[Stored items]
╔══

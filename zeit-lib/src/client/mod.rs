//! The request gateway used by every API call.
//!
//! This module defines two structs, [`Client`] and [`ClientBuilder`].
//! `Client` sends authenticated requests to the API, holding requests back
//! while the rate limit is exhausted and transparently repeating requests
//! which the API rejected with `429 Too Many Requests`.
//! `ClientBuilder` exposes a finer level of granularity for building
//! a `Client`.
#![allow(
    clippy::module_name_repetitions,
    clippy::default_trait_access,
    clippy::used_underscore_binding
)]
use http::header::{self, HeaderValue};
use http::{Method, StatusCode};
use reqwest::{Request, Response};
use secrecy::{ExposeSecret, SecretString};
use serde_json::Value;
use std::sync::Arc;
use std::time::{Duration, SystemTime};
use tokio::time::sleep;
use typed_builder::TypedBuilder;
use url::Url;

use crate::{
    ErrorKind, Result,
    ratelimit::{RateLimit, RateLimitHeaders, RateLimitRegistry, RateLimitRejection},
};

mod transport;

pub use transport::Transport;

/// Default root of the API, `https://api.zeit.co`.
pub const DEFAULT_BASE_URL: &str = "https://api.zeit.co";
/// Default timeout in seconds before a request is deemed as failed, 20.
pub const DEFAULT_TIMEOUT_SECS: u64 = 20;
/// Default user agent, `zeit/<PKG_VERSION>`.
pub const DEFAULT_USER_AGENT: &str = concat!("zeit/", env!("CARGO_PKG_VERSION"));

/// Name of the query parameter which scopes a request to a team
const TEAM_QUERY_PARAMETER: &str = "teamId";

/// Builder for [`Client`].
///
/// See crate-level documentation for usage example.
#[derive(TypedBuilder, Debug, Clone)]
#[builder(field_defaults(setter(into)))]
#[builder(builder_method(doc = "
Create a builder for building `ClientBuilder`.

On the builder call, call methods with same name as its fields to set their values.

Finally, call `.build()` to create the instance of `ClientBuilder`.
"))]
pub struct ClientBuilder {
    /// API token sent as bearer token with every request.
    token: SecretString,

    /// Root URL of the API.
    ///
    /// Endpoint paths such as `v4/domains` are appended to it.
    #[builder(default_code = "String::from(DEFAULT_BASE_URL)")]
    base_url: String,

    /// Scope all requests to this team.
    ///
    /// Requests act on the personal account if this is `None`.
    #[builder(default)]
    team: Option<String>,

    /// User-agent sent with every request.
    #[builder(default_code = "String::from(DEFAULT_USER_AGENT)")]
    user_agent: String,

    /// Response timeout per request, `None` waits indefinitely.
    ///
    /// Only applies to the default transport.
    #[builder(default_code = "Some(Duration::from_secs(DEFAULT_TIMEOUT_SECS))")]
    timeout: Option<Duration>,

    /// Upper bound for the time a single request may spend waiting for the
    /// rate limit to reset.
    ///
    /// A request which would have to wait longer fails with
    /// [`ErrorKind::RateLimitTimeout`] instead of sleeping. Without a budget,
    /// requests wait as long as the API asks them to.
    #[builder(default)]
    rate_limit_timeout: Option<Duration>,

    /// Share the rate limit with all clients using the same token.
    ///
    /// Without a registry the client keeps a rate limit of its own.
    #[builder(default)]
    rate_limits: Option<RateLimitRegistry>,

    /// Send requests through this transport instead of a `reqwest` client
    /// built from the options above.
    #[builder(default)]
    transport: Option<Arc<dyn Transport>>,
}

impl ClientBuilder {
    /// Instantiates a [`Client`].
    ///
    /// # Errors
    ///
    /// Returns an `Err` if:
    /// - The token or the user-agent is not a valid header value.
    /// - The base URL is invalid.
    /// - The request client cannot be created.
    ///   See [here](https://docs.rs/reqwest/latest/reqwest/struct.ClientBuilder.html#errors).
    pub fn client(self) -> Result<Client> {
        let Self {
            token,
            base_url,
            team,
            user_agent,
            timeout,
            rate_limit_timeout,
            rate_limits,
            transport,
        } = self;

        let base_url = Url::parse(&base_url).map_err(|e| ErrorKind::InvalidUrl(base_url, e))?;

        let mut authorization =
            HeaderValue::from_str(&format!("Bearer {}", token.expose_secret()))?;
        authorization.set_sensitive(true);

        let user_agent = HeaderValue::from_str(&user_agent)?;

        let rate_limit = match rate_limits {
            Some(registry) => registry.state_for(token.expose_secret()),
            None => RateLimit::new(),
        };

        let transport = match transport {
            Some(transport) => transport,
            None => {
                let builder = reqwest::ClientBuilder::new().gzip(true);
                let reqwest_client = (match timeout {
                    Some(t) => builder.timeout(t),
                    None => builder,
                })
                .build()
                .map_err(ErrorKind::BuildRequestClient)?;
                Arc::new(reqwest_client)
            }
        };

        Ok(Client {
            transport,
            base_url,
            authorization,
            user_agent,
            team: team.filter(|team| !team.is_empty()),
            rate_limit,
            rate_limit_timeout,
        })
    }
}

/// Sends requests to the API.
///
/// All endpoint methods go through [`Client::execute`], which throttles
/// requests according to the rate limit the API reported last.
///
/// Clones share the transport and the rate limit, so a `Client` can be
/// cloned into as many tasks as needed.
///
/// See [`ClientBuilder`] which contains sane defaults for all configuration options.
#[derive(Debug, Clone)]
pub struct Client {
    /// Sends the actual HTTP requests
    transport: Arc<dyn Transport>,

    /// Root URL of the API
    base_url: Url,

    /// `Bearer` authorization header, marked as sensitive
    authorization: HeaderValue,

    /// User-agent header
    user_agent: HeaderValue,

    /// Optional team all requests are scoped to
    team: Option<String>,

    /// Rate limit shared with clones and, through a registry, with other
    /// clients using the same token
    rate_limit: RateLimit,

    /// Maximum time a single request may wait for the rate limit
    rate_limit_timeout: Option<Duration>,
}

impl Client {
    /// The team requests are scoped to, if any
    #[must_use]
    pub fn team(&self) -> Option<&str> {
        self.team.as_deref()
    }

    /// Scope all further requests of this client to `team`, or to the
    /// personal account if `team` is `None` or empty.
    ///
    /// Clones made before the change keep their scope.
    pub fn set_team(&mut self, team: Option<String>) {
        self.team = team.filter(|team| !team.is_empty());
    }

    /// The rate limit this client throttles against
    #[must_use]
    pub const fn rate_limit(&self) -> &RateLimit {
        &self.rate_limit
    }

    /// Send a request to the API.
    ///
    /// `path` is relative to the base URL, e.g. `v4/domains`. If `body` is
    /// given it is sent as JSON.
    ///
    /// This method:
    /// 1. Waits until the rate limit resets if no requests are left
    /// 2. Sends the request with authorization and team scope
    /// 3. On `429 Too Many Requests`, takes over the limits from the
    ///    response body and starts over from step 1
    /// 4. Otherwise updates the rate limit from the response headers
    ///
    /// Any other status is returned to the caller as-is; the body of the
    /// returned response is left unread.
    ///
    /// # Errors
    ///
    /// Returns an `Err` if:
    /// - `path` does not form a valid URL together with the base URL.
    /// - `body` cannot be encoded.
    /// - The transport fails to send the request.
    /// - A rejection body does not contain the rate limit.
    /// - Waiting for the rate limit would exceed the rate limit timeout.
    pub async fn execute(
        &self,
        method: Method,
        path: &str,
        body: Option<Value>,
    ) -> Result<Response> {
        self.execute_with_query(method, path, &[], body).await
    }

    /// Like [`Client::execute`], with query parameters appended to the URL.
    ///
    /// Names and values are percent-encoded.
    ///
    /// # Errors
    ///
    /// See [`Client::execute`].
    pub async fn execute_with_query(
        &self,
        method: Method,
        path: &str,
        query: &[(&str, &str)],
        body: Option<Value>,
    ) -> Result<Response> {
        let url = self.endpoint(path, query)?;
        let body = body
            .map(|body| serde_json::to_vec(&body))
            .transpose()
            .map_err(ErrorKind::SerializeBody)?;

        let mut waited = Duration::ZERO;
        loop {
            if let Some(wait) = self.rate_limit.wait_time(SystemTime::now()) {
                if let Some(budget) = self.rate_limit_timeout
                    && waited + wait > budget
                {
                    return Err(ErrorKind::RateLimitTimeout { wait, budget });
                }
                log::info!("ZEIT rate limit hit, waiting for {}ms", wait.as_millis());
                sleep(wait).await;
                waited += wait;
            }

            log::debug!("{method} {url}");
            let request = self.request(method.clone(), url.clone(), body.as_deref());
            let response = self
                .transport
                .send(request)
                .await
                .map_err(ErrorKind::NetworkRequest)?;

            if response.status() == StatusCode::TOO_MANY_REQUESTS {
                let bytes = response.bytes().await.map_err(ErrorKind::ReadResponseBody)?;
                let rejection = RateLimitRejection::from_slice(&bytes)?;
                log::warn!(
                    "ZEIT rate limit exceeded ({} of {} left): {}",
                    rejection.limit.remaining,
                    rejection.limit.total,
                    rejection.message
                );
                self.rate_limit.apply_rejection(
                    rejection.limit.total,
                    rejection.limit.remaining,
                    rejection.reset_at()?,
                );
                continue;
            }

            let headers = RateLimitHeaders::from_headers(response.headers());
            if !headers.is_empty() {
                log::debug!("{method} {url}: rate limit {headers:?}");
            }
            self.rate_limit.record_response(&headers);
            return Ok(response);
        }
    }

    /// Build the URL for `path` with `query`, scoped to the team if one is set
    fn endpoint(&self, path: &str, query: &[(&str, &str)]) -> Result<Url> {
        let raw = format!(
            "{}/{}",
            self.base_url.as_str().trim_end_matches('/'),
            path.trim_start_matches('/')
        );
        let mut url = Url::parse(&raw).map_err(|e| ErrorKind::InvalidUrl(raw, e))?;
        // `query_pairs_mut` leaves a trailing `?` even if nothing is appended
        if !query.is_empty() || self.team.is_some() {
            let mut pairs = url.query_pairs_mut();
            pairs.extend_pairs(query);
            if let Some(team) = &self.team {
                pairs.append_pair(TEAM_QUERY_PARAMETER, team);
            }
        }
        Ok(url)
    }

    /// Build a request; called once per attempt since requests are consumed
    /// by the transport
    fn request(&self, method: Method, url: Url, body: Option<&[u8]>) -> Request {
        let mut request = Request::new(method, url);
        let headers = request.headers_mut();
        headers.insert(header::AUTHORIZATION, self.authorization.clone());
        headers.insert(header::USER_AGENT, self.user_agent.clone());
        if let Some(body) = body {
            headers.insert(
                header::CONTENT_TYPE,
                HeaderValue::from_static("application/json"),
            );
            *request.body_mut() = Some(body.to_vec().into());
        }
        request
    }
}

╚══
╔══

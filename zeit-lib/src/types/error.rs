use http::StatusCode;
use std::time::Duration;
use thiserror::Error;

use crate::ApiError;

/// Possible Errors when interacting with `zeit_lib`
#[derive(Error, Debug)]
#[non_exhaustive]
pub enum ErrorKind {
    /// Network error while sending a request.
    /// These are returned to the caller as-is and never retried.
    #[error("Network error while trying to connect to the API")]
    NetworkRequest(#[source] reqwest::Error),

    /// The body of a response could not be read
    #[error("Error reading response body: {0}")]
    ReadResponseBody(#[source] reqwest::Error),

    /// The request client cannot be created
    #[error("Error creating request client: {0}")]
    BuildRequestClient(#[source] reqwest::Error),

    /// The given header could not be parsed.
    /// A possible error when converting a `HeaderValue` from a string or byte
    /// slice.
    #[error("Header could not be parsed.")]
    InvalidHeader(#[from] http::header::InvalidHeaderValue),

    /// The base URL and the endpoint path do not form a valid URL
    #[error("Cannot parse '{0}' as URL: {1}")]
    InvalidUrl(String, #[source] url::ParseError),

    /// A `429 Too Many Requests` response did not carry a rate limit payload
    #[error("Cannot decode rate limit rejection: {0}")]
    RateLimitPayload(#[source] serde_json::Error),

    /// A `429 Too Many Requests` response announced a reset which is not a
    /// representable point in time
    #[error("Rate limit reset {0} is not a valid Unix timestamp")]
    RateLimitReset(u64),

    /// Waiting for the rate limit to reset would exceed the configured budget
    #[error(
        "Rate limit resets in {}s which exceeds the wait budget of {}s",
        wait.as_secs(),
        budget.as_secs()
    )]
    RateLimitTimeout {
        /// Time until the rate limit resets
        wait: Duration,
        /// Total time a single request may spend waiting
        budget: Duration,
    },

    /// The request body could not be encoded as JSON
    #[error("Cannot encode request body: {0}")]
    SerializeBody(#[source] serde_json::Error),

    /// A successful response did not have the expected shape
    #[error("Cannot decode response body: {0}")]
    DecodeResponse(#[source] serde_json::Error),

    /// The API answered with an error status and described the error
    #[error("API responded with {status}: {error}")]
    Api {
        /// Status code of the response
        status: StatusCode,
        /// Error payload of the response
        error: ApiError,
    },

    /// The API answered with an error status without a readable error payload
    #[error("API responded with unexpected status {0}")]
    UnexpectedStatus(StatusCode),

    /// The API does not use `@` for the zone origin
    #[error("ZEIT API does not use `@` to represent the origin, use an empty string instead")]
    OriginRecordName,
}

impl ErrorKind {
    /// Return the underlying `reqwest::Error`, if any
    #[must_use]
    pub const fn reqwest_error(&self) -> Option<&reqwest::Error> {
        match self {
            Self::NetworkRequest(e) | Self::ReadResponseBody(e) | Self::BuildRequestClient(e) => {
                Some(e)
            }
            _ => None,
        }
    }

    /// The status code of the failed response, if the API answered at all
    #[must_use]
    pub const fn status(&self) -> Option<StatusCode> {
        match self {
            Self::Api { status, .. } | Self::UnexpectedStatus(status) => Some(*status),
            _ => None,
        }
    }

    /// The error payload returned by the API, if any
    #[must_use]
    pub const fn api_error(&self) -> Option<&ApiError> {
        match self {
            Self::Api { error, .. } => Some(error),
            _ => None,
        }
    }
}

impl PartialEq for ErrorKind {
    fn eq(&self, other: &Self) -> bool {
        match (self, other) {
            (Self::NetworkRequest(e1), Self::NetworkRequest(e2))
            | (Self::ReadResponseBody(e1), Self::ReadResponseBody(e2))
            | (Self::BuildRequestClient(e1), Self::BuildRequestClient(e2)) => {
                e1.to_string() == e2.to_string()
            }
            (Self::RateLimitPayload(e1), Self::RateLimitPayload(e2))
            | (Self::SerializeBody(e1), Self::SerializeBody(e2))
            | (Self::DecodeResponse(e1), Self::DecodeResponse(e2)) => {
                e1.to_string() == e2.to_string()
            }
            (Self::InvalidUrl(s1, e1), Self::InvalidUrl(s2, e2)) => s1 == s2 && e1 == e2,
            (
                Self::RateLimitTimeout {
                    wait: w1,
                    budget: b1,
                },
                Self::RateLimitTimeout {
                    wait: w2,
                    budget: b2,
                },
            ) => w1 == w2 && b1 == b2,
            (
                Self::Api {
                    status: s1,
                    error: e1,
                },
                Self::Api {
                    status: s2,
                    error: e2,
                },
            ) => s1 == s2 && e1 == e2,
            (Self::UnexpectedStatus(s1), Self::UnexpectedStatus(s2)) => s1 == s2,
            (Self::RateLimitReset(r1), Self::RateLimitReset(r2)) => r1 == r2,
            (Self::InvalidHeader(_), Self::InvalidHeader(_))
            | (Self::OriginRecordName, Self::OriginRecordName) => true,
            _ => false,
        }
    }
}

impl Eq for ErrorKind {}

╚══

# WHAT TO WORK ON:
All that should be written out is the stretch of lines above between the one holding "pub enum ErrorKind" and the one holding "not be read", inclusive, exactly as given.

# EXERCISE ANSWER:
pub enum ErrorKind {
    /// Network error while sending a request.
    /// These are returned to the caller as-is and never retried.
    #[error("Network error while trying to connect to the API")]
    NetworkRequest(#[source] reqwest::Error),

    /// The body of a response could not be read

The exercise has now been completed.